From the records, report how many lines hold the word "legs", with the number as the sole reply.

> **RECORDED INFORMATION**:
++++++

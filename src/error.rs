use std::path::PathBuf;
use thiserror::Error;

/// Failures visible to callers of this crate.
///
/// Model loading and inference errors never show up here: the engines recover
/// from those themselves and fall back to their heuristics.
#[derive(Error, Debug)]
pub enum MlError {
    #[error("failed to read config at {path}: {source}")]
    ConfigRead {
        path: PathBuf,
        #[source]
        source: std::io::Error,
    },

    #[error("invalid config JSON in {path}: {source}")]
    ConfigParse {
        path: PathBuf,
        #[source]
        source: serde_json::Error,
    },

    #[error("invalid config: {0}")]
    InvalidConfig(String),

    #[error("coordinate out of range: lat={lat}, lng={lng}")]
    InvalidCoordinate { lat: f64, lng: f64 },

    #[error("invalid feature: {0}")]
    InvalidFeature(String),
}

pub type Result<T> = std::result::Result<T, MlError>;
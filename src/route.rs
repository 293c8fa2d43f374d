use serde::{Deserialize, Serialize};
use tracing::debug;

use crate::config::{CourierConfig, RoutingConfig};
use crate::types::GeoPoint;

const EARTH_RADIUS_KM: f64 = 6371.0;
/// Reversals gaining less than this (km) are treated as no improvement.
const IMPROVEMENT_EPS_KM: f64 = 1e-9;

/// Great-circle distance in km between two points (haversine).
pub fn haversine_km(a: GeoPoint, b: GeoPoint) -> f64 {
    let lat1 = a.lat.to_radians();
    let lat2 = b.lat.to_radians();
    let d_lat = lat2 - lat1;
    let d_lng = (b.lng - a.lng).to_radians();

    let h = (d_lat / 2.).sin().powi(2) + lat1.cos() * lat2.cos() * (d_lng / 2.).sin().powi(2);
    EARTH_RADIUS_KM * 2. * h.sqrt().min(1.0).asin()
}

#[derive(Debug, Clone, Copy, PartialEq, Eq, Serialize, Deserialize)]
#[serde(rename_all = "snake_case")]
pub enum StopRole {
    Pickup,
    Dropoff,
}

/// A place to visit, as supplied by the caller.
#[derive(Debug, Clone, PartialEq, Serialize, Deserialize)]
pub struct Site {
    #[serde(flatten)]
    pub location: GeoPoint,
    #[serde(default)]
    pub name: String,
    #[serde(default)]
    pub order_id: u64,
}

#[derive(Debug, Clone, PartialEq, Serialize, Deserialize)]
pub struct Stop {
    pub role: StopRole,
    #[serde(flatten)]
    pub site: Site,
}

#[derive(Debug, Clone, PartialEq, Serialize, Deserialize)]
pub struct RouteLeg {
    #[serde(flatten)]
    pub stop: Stop,
    pub distance_km: f64,
    pub duration_mins: f64,
    pub cumulative_km: f64,
    pub cumulative_mins: f64,
}

#[derive(Debug, Clone, PartialEq, Serialize, Deserialize)]
pub struct Route {
    pub legs: Vec<RouteLeg>,
    pub total_distance_km: f64,
    pub total_time_mins: f64,
    pub fuel_cost: f64,
    pub co2_emission_kg: f64,
    pub solver: String,
}

/// Orders pickups and drop-offs for one courier: nearest-neighbour
/// construction with pickup precedence, then bounded 2-opt.
#[derive(Debug, Clone)]
pub struct RouteOptimizer {
    courier: CourierConfig,
    solver_name: String,
    max_passes: usize,
}

impl RouteOptimizer {
    pub fn new(courier: CourierConfig, routing: RoutingConfig) -> Self {
        Self {
            courier,
            solver_name: routing.solver_name,
            max_passes: routing.two_opt_passes.max(1),
        }
    }

    pub fn optimize(&self, origin: GeoPoint, pickups: &[Site], dropoffs: &[Site]) -> Route {
        let stops: Vec<Stop> = pickups
            .iter()
            .map(|s| Stop { role: StopRole::Pickup, site: s.clone() })
            .chain(dropoffs.iter().map(|s| Stop { role: StopRole::Dropoff, site: s.clone() }))
            .collect();

        let initial = construct(origin, &stops);
        let initial_km = tour_length(origin, &stops, &initial);
        let order = self.two_opt(origin, &stops, initial);
        let route = self.assemble(origin, &stops, &order);

        debug!(
            "route: pickups={} dropoffs={} nn_km={:.3} final_km={:.3}",
            pickups.len(),
            dropoffs.len(),
            initial_km,
            route.total_distance_km
        );
        route
    }

    /// Index of the candidate nearest to `origin`; first wins on ties.
    pub fn nearest(origin: GeoPoint, candidates: &[GeoPoint]) -> Option<usize> {
        candidates
            .iter()
            .enumerate()
            .min_by(|(_, a), (_, b)| haversine_km(origin, **a).total_cmp(&haversine_km(origin, **b)))
            .map(|(i, _)| i)
    }

    /// Courier payment for a delivery of `distance_km`.
    pub fn courier_payout(&self, distance_km: f64) -> f64 {
        distance_km.max(0.0) * self.courier.rate_per_km + self.courier.base_fare
    }

    /// Reverses sub-sequences while that strictly shortens the tour and keeps
    /// every pickup ahead of every drop-off. Stops after `max_passes` sweeps
    /// or the first sweep without improvement.
    fn two_opt(&self, origin: GeoPoint, stops: &[Stop], mut order: Vec<usize>) -> Vec<usize> {
        let n = order.len();
        if n < 2 {
            return order;
        }

        let point = |idx: usize| stops[idx].site.location;
        for pass in 0..self.max_passes {
            let mut improved = false;
            for i in 0..n - 1 {
                for j in i + 1..n {
                    let prev = if i == 0 { origin } else { point(order[i - 1]) };
                    let first = point(order[i]);
                    let last = point(order[j]);

                    // Distance is symmetric, so only the two boundary edges change.
                    let mut delta = haversine_km(prev, last) - haversine_km(prev, first);
                    if j + 1 < n {
                        let next = point(order[j + 1]);
                        delta += haversine_km(first, next) - haversine_km(last, next);
                    }
                    if delta >= -IMPROVEMENT_EPS_KM {
                        continue;
                    }

                    order[i..=j].reverse();
                    if respects_precedence(stops, &order) {
                        improved = true;
                    } else {
                        order[i..=j].reverse();
                    }
                }
            }
            debug!("2-opt pass {} improved={}", pass + 1, improved);
            if !improved {
                break;
            }
        }
        order
    }

    fn assemble(&self, origin: GeoPoint, stops: &[Stop], order: &[usize]) -> Route {
        let mut legs = Vec::with_capacity(order.len());
        let mut prev = origin;
        let (mut cum_km, mut cum_min) = (0.0, 0.0);

        for &idx in order {
            let stop = &stops[idx];
            let km = haversine_km(prev, stop.site.location);
            let mins = km / self.courier.average_speed_kmh * 60.0;
            cum_km += km;
            cum_min += mins;
            legs.push(RouteLeg {
                stop: stop.clone(),
                distance_km: km,
                duration_mins: mins,
                cumulative_km: cum_km,
                cumulative_mins: cum_min,
            });
            prev = stop.site.location;
        }

        Route {
            legs,
            total_distance_km: cum_km,
            total_time_mins: cum_min,
            fuel_cost: cum_km * self.courier.fuel_cost_per_km,
            co2_emission_kg: cum_km * self.courier.co2_per_km,
            solver: self.solver_name.clone(),
        }
    }
}

/// Nearest neighbour from `origin`, restricted to pickups while any remain.
fn construct(origin: GeoPoint, stops: &[Stop]) -> Vec<usize> {
    let mut remaining: Vec<usize> = (0..stops.len()).collect();
    let mut order = Vec::with_capacity(stops.len());
    let mut current = origin;

    while !remaining.is_empty() {
        let pickups_left = remaining.iter().any(|&i| stops[i].role == StopRole::Pickup);
        let mut best: Option<(usize, f64)> = None;
        for (pos, &idx) in remaining.iter().enumerate() {
            if pickups_left && stops[idx].role != StopRole::Pickup {
                continue;
            }
            let d = haversine_km(current, stops[idx].site.location);
            if best.map_or(true, |(_, bd)| d < bd) {
                best = Some((pos, d));
            }
        }
        let Some((pos, _)) = best else { break };
        let idx = remaining.remove(pos);
        current = stops[idx].site.location;
        order.push(idx);
    }
    order
}

fn tour_length(origin: GeoPoint, stops: &[Stop], order: &[usize]) -> f64 {
    let mut prev = origin;
    let mut total = 0.0;
    for &idx in order {
        total += haversine_km(prev, stops[idx].site.location);
        prev = stops[idx].site.location;
    }
    total
}

fn respects_precedence(stops: &[Stop], order: &[usize]) -> bool {
    let mut seen_dropoff = false;
    for &idx in order {
        match stops[idx].role {
            StopRole::Dropoff => seen_dropoff = true,
            StopRole::Pickup if seen_dropoff => return false,
            StopRole::Pickup => {}
        }
    }
    true
}
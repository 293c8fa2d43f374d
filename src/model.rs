use anyhow::{anyhow, bail, Context, Result};
use serde::Deserialize;
use std::{fs, path::Path, sync::Arc};
use tch::{kind::Kind, CModule, Device, Tensor};
use tracing::{info, warn};

// ---------- Trained model seams ----------

/// A trained numeric model producing one value from a flat feature vector.
pub trait Regressor: Send + Sync {
    fn predict(&self, features: &[f32]) -> Result<f32>;
}

/// A trained image model returning the top `k` (label, probability) pairs.
pub trait ImageLabeler: Send + Sync {
    fn top_k(&self, image: &Path, k: usize) -> Result<Vec<(String, f32)>>;
}

/// How a predictor produces its estimate. Chosen once at construction from
/// artifact presence; a failing `Trained` call still falls back per call.
pub enum Strategy<M: ?Sized> {
    Trained(Arc<M>),
    Heuristic,
}

impl<M: ?Sized> Clone for Strategy<M> {
    fn clone(&self) -> Self {
        match self {
            Strategy::Trained(m) => Strategy::Trained(Arc::clone(m)),
            Strategy::Heuristic => Strategy::Heuristic,
        }
    }
}

impl<M: ?Sized> Strategy<M> {
    pub fn from_handle(handle: Option<Arc<M>>) -> Self {
        match handle {
            Some(m) => Strategy::Trained(m),
            None => Strategy::Heuristic,
        }
    }

    pub fn is_trained(&self) -> bool {
        matches!(self, Strategy::Trained(_))
    }
}

// ---------- Artifact loader ----------

/// Opens an artifact with `open`, returning `None` on any failure.
///
/// Absent files and unreadable/incompatible data are both logged once as a
/// warning. No retry is attempted; callers treat `None` as permanent.
pub fn load_artifact<T, F>(path: Option<&Path>, kind: &str, open: F) -> Option<T>
where
    F: FnOnce(&Path) -> Result<T>,
{
    let Some(path) = path else {
        info!("{}: no artifact configured, using heuristic", kind);
        return None;
    };
    if !path.exists() {
        warn!("{}: artifact not found at {}", kind, path.display());
        return None;
    }
    match open(path) {
        Ok(artifact) => {
            info!("{}: loaded artifact from {}", kind, path.display());
            Some(artifact)
        }
        Err(e) => {
            warn!("{}: failed to load {}: {:#}", kind, path.display(), e);
            None
        }
    }
}

// ---------- TorchScript regressor ----------

/// TorchScript module fed a single sample shaped as `input_shape`.
pub struct TorchRegressor {
    model: CModule,
    device: Device,
    input_shape: Vec<i64>,
}

impl TorchRegressor {
    pub fn open(path: &Path, input_shape: &[i64]) -> Result<Self> {
        let device = Device::Cpu;
        let model = CModule::load_on_device(path, device)
            .with_context(|| format!("failed to load TorchScript {}", path.display()))?;
        let reg = Self {
            model,
            device,
            input_shape: input_shape.to_vec(),
        };

        // Dry run on zeros so a shape mismatch shows up at load, not per call.
        let n: i64 = input_shape.iter().product();
        reg.predict(&vec![0.0; n as usize])
            .context("dry-run forward failed")?;
        Ok(reg)
    }
}

impl Regressor for TorchRegressor {
    fn predict(&self, features: &[f32]) -> Result<f32> {
        let expected: i64 = self.input_shape.iter().product();
        if features.len() as i64 != expected {
            bail!(
                "feature length mismatch: got {}, expected {}",
                features.len(),
                expected
            );
        }

        let input = Tensor::from_slice(features)
            .f_reshape(self.input_shape.as_slice())?
            .to_device(self.device);
        let out = self
            .model
            .forward_ts(&[input])?
            .f_to_kind(Kind::Float)?
            .f_flatten(0, -1)?;
        let values = Vec::<f32>::try_from(&out)?;

        match values.first() {
            Some(v) if v.is_finite() => Ok(*v),
            Some(v) => Err(anyhow!("model produced non-finite output {}", v)),
            None => Err(anyhow!("model produced an empty output")),
        }
    }
}

// ---------- TorchScript image labeller ----------

#[derive(Deserialize)]
struct LabelsJson {
    labels: Vec<String>,
}

pub struct TorchImageLabeler {
    model: CModule,
    labels: Vec<String>,
}

impl TorchImageLabeler {
    pub fn open(model_path: &Path, labels_path: &Path) -> Result<Self> {
        let txt = fs::read_to_string(labels_path)
            .with_context(|| format!("failed to read labels at {}", labels_path.display()))?;
        let meta: LabelsJson = serde_json::from_str(&txt).context("failed to parse labels json")?;
        if meta.labels.is_empty() {
            bail!("label list is empty");
        }
        let model = CModule::load_on_device(model_path, Device::Cpu)
            .with_context(|| format!("failed to load TorchScript {}", model_path.display()))?;
        let labeler = Self {
            model,
            labels: meta.labels,
        };

        // Dry run on a blank image so a label/class count mismatch fails here.
        let blank = Tensor::f_zeros([1, 3, 224, 224], (Kind::Float, Device::Cpu))?;
        let classes = labeler.probabilities(blank).context("dry-run forward failed")?.size1()?;
        if classes != labeler.labels.len() as i64 {
            bail!(
                "model outputs {} classes but {} labels were supplied",
                classes,
                labeler.labels.len()
            );
        }
        Ok(labeler)
    }

    /// Flattened class probabilities for one `[1, 3, 224, 224]` batch.
    fn probabilities(&self, batch: Tensor) -> Result<Tensor> {
        let logits = self.model.forward_ts(&[batch])?;
        Ok(logits.f_softmax(-1, Kind::Float)?.f_flatten(0, -1)?)
    }
}

/// Number of entries to request from `topk`: never more than the caller
/// asked for, the labels on file, or the classes the model produced.
fn top_k_width(requested: usize, labels: usize, classes: i64) -> i64 {
    (requested.min(labels) as i64).min(classes).max(0)
}

impl ImageLabeler for TorchImageLabeler {
    fn top_k(&self, image: &Path, k: usize) -> Result<Vec<(String, f32)>> {
        let img = tch::vision::imagenet::load_image_and_resize224(image)
            .with_context(|| format!("failed to read image {}", image.display()))?;
        let probs = self.probabilities(img.f_unsqueeze(0)?)?;

        let k = top_k_width(k, self.labels.len(), probs.size1()?);
        if k == 0 {
            return Ok(Vec::new());
        }
        let (values, indices) = probs.f_topk(k, -1, true, true)?;
        let values = Vec::<f32>::try_from(&values)?;
        let indices = Vec::<i64>::try_from(&indices)?;

        values
            .into_iter()
            .zip(indices)
            .map(|(p, i)| {
                let label = self
                    .labels
                    .get(i as usize)
                    .ok_or_else(|| anyhow!("class index {} has no label", i))?;
                Ok((label.clone(), p))
            })
            .collect()
    }
}

// ---------- Label encoder ----------

#[derive(Deserialize, Debug, Clone)]
pub struct LabelEncoder {
    classes: Vec<String>,
}

impl LabelEncoder {
    pub fn new<S: Into<String>>(classes: impl IntoIterator<Item = S>) -> Self {
        Self {
            classes: classes.into_iter().map(Into::into).collect(),
        }
    }

    pub fn open(path: &Path) -> Result<Self> {
        let txt = fs::read_to_string(path)
            .with_context(|| format!("failed to read encoder at {}", path.display()))?;
        let enc: LabelEncoder = serde_json::from_str(&txt).context("failed to parse encoder json")?;
        if enc.classes.is_empty() {
            bail!("encoder has no classes");
        }
        Ok(enc)
    }

    /// Index of `class`, or `None` when the encoder never saw it.
    pub fn encode(&self, class: &str) -> Option<usize> {
        self.classes.iter().position(|c| c == class)
    }

    pub fn len(&self) -> usize {
        self.classes.len()
    }

    pub fn is_empty(&self) -> bool {
        self.classes.is_empty()
    }
}

#[cfg(test)]
mod tests {
    use super::*;
    use std::io::Write;

    #[test]
    fn test_missing_artifact_is_absent() {
        let got: Option<LabelEncoder> =
            load_artifact(Some(Path::new("/no/such/encoder.json")), "encoder", LabelEncoder::open);
        assert!(got.is_none());
    }

    #[test]
    fn test_unconfigured_artifact_is_absent() {
        let got: Option<LabelEncoder> = load_artifact(None, "encoder", LabelEncoder::open);
        assert!(got.is_none());
    }

    #[test]
    fn test_corrupt_artifact_is_absent() {
        let mut f = tempfile::NamedTempFile::new().unwrap();
        write!(f, "\x00\x01 garbage").unwrap();
        let got: Option<LabelEncoder> = load_artifact(Some(f.path()), "encoder", LabelEncoder::open);
        assert!(got.is_none());

        let reg = load_artifact(Some(f.path()), "surplus model", |p| TorchRegressor::open(p, &[1, 6]));
        assert!(reg.is_none());
    }

    #[test]
    fn test_encoder_loads_and_encodes() {
        let mut f = tempfile::NamedTempFile::new().unwrap();
        write!(f, r#"{{"classes": ["Birthday", "Festival", "Unknown", "Wedding"]}}"#).unwrap();

        let enc = load_artifact(Some(f.path()), "encoder", LabelEncoder::open).unwrap();
        assert_eq!(enc.len(), 4);
        assert_eq!(enc.encode("Festival"), Some(1));
        assert_eq!(enc.encode("Unknown"), Some(2));
        assert_eq!(enc.encode("Gala"), None);
    }

    #[test]
    fn test_top_k_width_never_exceeds_model_classes() {
        // five labels on file, three logits out of the model
        assert_eq!(top_k_width(5, 5, 3), 3);
        assert_eq!(top_k_width(5, 10, 1000), 5);
        assert_eq!(top_k_width(5, 2, 1000), 2);
        assert_eq!(top_k_width(5, 5, 0), 0);
    }

    #[test]
    fn test_strategy_from_handle() {
        struct Zero;
        impl Regressor for Zero {
            fn predict(&self, _: &[f32]) -> Result<f32> {
                Ok(0.0)
            }
        }

        let s: Strategy<dyn Regressor> = Strategy::from_handle(Some(Arc::new(Zero) as Arc<dyn Regressor>));
        assert!(s.is_trained());
        let s: Strategy<dyn Regressor> = Strategy::from_handle(None);
        assert!(!s.is_trained());
    }
}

++++++

> **EXERCISE OUTPUT**:
4